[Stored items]
____

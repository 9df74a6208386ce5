//! Task records and partial updates.

use chrono::{DateTime, SubsecRound, Utc};
use serde::{Deserialize, Serialize};
use uuid::Uuid;

use crate::timestamp;

pub const DEFAULT_STATUS: &str = "todo";
pub const DEFAULT_PRIORITY: &str = "medium";

/// A checklist entry embedded in its parent task.
///
/// Sub-tasks have no identity or lifecycle of their own; they are stored as a
/// JSON blob next to the task.
#[derive(Debug, Clone, PartialEq, Eq, Serialize, Deserialize)]
pub struct SubTask {
    pub title: String,
    pub completed: bool,
}

/// The unit of replication.
///
/// Serializes with the camelCase field names used by both the local schema and the
/// remote row API.
#[derive(Debug, Clone, PartialEq, Eq, Serialize, Deserialize)]
#[serde(rename_all = "camelCase")]
pub struct TaskRecord {
    pub id: String,
    pub title: String,
    #[serde(default)]
    pub description: Option<String>,
    pub status: String,
    pub priority: String,
    #[serde(default)]
    pub tags: Vec<String>,
    #[serde(default, with = "timestamp::iso_opt")]
    pub due_date: Option<DateTime<Utc>>,
    #[serde(with = "timestamp::iso")]
    pub created_at: DateTime<Utc>,
    #[serde(with = "timestamp::iso")]
    pub updated_at: DateTime<Utc>,
    #[serde(default)]
    pub is_deleted: bool,
    #[serde(default)]
    pub sub_tasks: Vec<SubTask>,
}

impl TaskRecord {
    /// A fresh, active record stamped with the current time.
    pub fn new(id: impl Into<String>, title: impl Into<String>) -> Self {
        let now = timestamp::now();
        Self {
            id: id.into(),
            title: title.into(),
            description: None,
            status: DEFAULT_STATUS.to_string(),
            priority: DEFAULT_PRIORITY.to_string(),
            tags: Vec::new(),
            due_date: None,
            created_at: now,
            updated_at: now,
            is_deleted: false,
            sub_tasks: Vec::new(),
        }
    }

    pub fn generate_id() -> String {
        Uuid::new_v4().to_string()
    }

    pub fn is_active(&self) -> bool {
        !self.is_deleted
    }
}

/// A partial update to a task, as submitted by `saveTask`.
///
/// `None` leaves a field untouched. For the clearable fields (`description`,
/// `due_date`) `Some(None)` clears the value.
#[derive(Debug, Clone, Default, PartialEq, Eq)]
pub struct TaskPatch {
    pub id: Option<String>,
    pub title: Option<String>,
    pub description: Option<Option<String>>,
    pub status: Option<String>,
    pub priority: Option<String>,
    pub tags: Option<Vec<String>>,
    pub due_date: Option<Option<DateTime<Utc>>>,
    pub sub_tasks: Option<Vec<SubTask>>,
}

impl TaskPatch {
    pub fn new() -> Self {
        Self::default()
    }

    /// Patch for an existing record.
    pub fn for_id(id: impl Into<String>) -> Self {
        Self {
            id: Some(id.into()),
            ..Self::default()
        }
    }

    pub fn title(mut self, title: impl Into<String>) -> Self {
        self.title = Some(title.into());
        self
    }

    pub fn description(mut self, description: Option<String>) -> Self {
        self.description = Some(description);
        self
    }

    pub fn status(mut self, status: impl Into<String>) -> Self {
        self.status = Some(status.into());
        self
    }

    pub fn priority(mut self, priority: impl Into<String>) -> Self {
        self.priority = Some(priority.into());
        self
    }

    pub fn tags(mut self, tags: Vec<String>) -> Self {
        self.tags = Some(tags);
        self
    }

    pub fn due_date(mut self, due_date: Option<DateTime<Utc>>) -> Self {
        self.due_date = Some(due_date);
        self
    }

    pub fn sub_tasks(mut self, sub_tasks: Vec<SubTask>) -> Self {
        self.sub_tasks = Some(sub_tasks);
        self
    }

    /// Apply the patch onto `record` in place. Does not touch timestamps.
    pub fn apply_to(&self, record: &mut TaskRecord) {
        if let Some(title) = &self.title {
            record.title = title.clone();
        }
        if let Some(description) = &self.description {
            record.description = description.clone();
        }
        if let Some(status) = &self.status {
            record.status = status.clone();
        }
        if let Some(priority) = &self.priority {
            record.priority = priority.clone();
        }
        if let Some(tags) = &self.tags {
            record.tags = tags.clone();
        }
        if let Some(due_date) = &self.due_date {
            record.due_date = due_date.map(|at| at.trunc_subsecs(3));
        }
        if let Some(sub_tasks) = &self.sub_tasks {
            record.sub_tasks = sub_tasks.clone();
        }
    }
}

#[cfg(test)]
mod tests {
    use super::*;

    #[test]
    fn test_patch_leaves_unset_fields_alone() {
        let mut record = TaskRecord::new("t1", "Write report");
        record.description = Some("quarterly".into());

        TaskPatch::for_id("t1").priority("high").apply_to(&mut record);

        assert_eq!(record.priority, "high");
        assert_eq!(record.title, "Write report");
        assert_eq!(record.description.as_deref(), Some("quarterly"));
    }

    #[test]
    fn test_patch_can_clear_description() {
        let mut record = TaskRecord::new("t1", "Write report");
        record.description = Some("quarterly".into());

        TaskPatch::for_id("t1").description(None).apply_to(&mut record);

        assert_eq!(record.description, None);
    }

    #[test]
    fn test_record_json_uses_camel_case() {
        let mut record = TaskRecord::new("t1", "Write report");
        record.sub_tasks.push(SubTask {
            title: "outline".into(),
            completed: true,
        });
        let json = serde_json::to_value(&record).unwrap();

        assert!(json.get("updatedAt").is_some());
        assert!(json.get("isDeleted").is_some());
        assert_eq!(json["subTasks"][0]["completed"], true);

        let back: TaskRecord = serde_json::from_value(json).unwrap();
        assert_eq!(back, record);
    }
}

____

> [Task]:
All the lines above need to be retyped exactly, with nothing left out.

> [Task solution]:
repository 9df74a6208386ce5
//! Task records and partial updates.

use chrono::{DateTime, SubsecRound, Utc};
use serde::{Deserialize, Serialize};
use uuid::Uuid;

use crate::timestamp;

pub const DEFAULT_STATUS: &str = "todo";
pub const DEFAULT_PRIORITY: &str = "medium";

/// A checklist entry embedded in its parent task.
///
/// Sub-tasks have no identity or lifecycle of their own; they are stored as a
/// JSON blob next to the task.
#[derive(Debug, Clone, PartialEq, Eq, Serialize, Deserialize)]
pub struct SubTask {
    pub title: String,
    pub completed: bool,
}

/// The unit of replication.
///
/// Serializes with the camelCase field names used by both the local schema and the
/// remote row API.
#[derive(Debug, Clone, PartialEq, Eq, Serialize, Deserialize)]
#[serde(rename_all = "camelCase")]
pub struct TaskRecord {
    pub id: String,
    pub title: String,
    #[serde(default)]
    pub description: Option<String>,
    pub status: String,
    pub priority: String,
    #[serde(default)]
    pub tags: Vec<String>,
    #[serde(default, with = "timestamp::iso_opt")]
    pub due_date: Option<DateTime<Utc>>,
    #[serde(with = "timestamp::iso")]
    pub created_at: DateTime<Utc>,
    #[serde(with = "timestamp::iso")]
    pub updated_at: DateTime<Utc>,
    #[serde(default)]
    pub is_deleted: bool,
    #[serde(default)]
    pub sub_tasks: Vec<SubTask>,
}

impl TaskRecord {
    /// A fresh, active record stamped with the current time.
    pub fn new(id: impl Into<String>, title: impl Into<String>) -> Self {
        let now = timestamp::now();
        Self {
            id: id.into(),
            title: title.into(),
            description: None,
            status: DEFAULT_STATUS.to_string(),
            priority: DEFAULT_PRIORITY.to_string(),
            tags: Vec::new(),
            due_date: None,
            created_at: now,
            updated_at: now,
            is_deleted: false,
            sub_tasks: Vec::new(),
        }
    }

    pub fn generate_id() -> String {
        Uuid::new_v4().to_string()
    }

    pub fn is_active(&self) -> bool {
        !self.is_deleted
    }
}

/// A partial update to a task, as submitted by `saveTask`.
///
/// `None` leaves a field untouched. For the clearable fields (`description`,
/// `due_date`) `Some(None)` clears the value.
#[derive(Debug, Clone, Default, PartialEq, Eq)]
pub struct TaskPatch {
    pub id: Option<String>,
    pub title: Option<String>,
    pub description: Option<Option<String>>,
    pub status: Option<String>,
    pub priority: Option<String>,
    pub tags: Option<Vec<String>>,
    pub due_date: Option<Option<DateTime<Utc>>>,
    pub sub_tasks: Option<Vec<SubTask>>,
}

impl TaskPatch {
    pub fn new() -> Self {
        Self::default()
    }

    /// Patch for an existing record.
    pub fn for_id(id: impl Into<String>) -> Self {
        Self {
            id: Some(id.into()),
            ..Self::default()
        }
    }

    pub fn title(mut self, title: impl Into<String>) -> Self {
        self.title = Some(title.into());
        self
    }

    pub fn description(mut self, description: Option<String>) -> Self {
        self.description = Some(description);
        self
    }

    pub fn status(mut self, status: impl Into<String>) -> Self {
        self.status = Some(status.into());
        self
    }

    pub fn priority(mut self, priority: impl Into<String>) -> Self {
        self.priority = Some(priority.into());
        self
    }

    pub fn tags(mut self, tags: Vec<String>) -> Self {
        self.tags = Some(tags);
        self
    }

    pub fn due_date(mut self, due_date: Option<DateTime<Utc>>) -> Self {
        self.due_date = Some(due_date);
        self
    }

    pub fn sub_tasks(mut self, sub_tasks: Vec<SubTask>) -> Self {
        self.sub_tasks = Some(sub_tasks);
        self
    }

    /// Apply the patch onto `record` in place. Does not touch timestamps.
    pub fn apply_to(&self, record: &mut TaskRecord) {
        if let Some(title) = &self.title {
            record.title = title.clone();
        }
        if let Some(description) = &self.description {
            record.description = description.clone();
        }
        if let Some(status) = &self.status {
            record.status = status.clone();
        }
        if let Some(priority) = &self.priority {
            record.priority = priority.clone();
        }
        if let Some(tags) = &self.tags {
            record.tags = tags.clone();
        }
        if let Some(due_date) = &self.due_date {
            record.due_date = due_date.map(|at| at.trunc_subsecs(3));
        }
        if let Some(sub_tasks) = &self.sub_tasks {
            record.sub_tasks = sub_tasks.clone();
        }
    }
}

#[cfg(test)]
mod tests {
    use super::*;

    #[test]
    fn test_patch_leaves_unset_fields_alone() {
        let mut record = TaskRecord::new("t1", "Write report");
        record.description = Some("quarterly".into());

        TaskPatch::for_id("t1").priority("high").apply_to(&mut record);

        assert_eq!(record.priority, "high");
        assert_eq!(record.title, "Write report");
        assert_eq!(record.description.as_deref(), Some("quarterly"));
    }

    #[test]
    fn test_patch_can_clear_description() {
        let mut record = TaskRecord::new("t1", "Write report");
        record.description = Some("quarterly".into());

        TaskPatch::for_id("t1").description(None).apply_to(&mut record);

        assert_eq!(record.description, None);
    }

    #[test]
    fn test_record_json_uses_camel_case() {
        let mut record = TaskRecord::new("t1", "Write report");
        record.sub_tasks.push(SubTask {
            title: "outline".into(),
            completed: true,
        });
        let json = serde_json::to_value(&record).unwrap();

        assert!(json.get("updatedAt").is_some());
        assert!(json.get("isDeleted").is_some());
        assert_eq!(json["subTasks"][0]["completed"], true);

        let back: TaskRecord = serde_json::from_value(json).unwrap();
        assert_eq!(back, record);
    }
}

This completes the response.